The problem => Below this line is a set of entries; quote exactly the lines from the line that contains "pub(crate) fn at(&self, label: L)" to the line that contains "be looked up.", both lines included.
#### Supplied material
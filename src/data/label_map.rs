//! LabelMap: block-local label → global union-find index.
//!
//! A label map is a rank-1 [`BlockView`], so it may itself be strided (for
//! example a column of a larger table). Lookups are only issued after the
//! merge entry points have checked every label against [`LabelMap::len`].

use crate::data::label::Label;
use crate::data::view::BlockView;
use crate::merge_error::{MergeError, Side};

/// Read-only translation table for one side of a seam.
#[derive(Clone, Debug)]
pub struct LabelMap<'a, L> {
    view: BlockView<'a, L>,
}

impl<'a, L: Label> LabelMap<'a, L> {
    /// Dense map over a slice.
    pub fn new(map: &'a [L]) -> Self {
        Self {
            view: BlockView::from_row(map),
        }
    }

    /// Map over an arbitrary one-dimensional view.
    ///
    /// # Errors
    /// `MapRank` if `view` is not one-dimensional.
    pub fn from_view(view: BlockView<'a, L>) -> Result<Self, MergeError> {
        if view.ndim() != 1 {
            return Err(MergeError::MapRank(view.ndim()));
        }
        Ok(Self { view })
    }

    /// Number of entries; every label on this side must be `< len()`.
    #[inline]
    pub fn len(&self) -> usize {
        self.view.len()
    }

    /// Whether the map has no entries.
    #[inline]
    pub fn is_empty(&self) -> bool {
        self.view.is_empty()
    }

    /// Global index of `label`, or `None` if out of range.
    pub fn get(&self, label: L) -> Option<L> {
        self.view.get(&[label.index()])
    }

    /// Underlying one-dimensional view.
    #[inline]
    pub fn view(&self) -> &BlockView<'a, L> {
        &self.view
    }

    /// Entries as a plain slice, if the map is contiguous.
    #[inline]
    pub fn as_contiguous_slice(&self) -> Option<&'a [L]> {
        self.view.as_contiguous_slice()
    }

    /// Lookup for a label already checked against `len()`.
    #[inline(always)]
    pub(crate) fn at(&self, label: L) -> L {
        let (data, base) = self.view.raw_parts();
        data[(base + label.index() as isize * self.view.strides()[0]) as usize]
    }

    /// Checks that `label` can be looked up.
    pub(crate) fn check(&self, label: L, side: Side) -> Result<(), MergeError> {
        if label.index() < self.len() {
            Ok(())
        } else {
            Err(MergeError::IndexOutOfRange {
                side,
                label: label.widen(),
                len: self.len(),
            })
        }
    }
}

impl<'a, L: Label> From<&'a [L]> for LabelMap<'a, L> {
    fn from(map: &'a [L]) -> Self {
        Self::new(map)
    }
}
########
Finished task =>
    pub(crate) fn at(&self, label: L) -> L {
        let (data, base) = self.view.raw_parts();
        data[(base + label.index() as isize * self.view.strides()[0]) as usize]
    }

    /// Checks that `label` can be looked up.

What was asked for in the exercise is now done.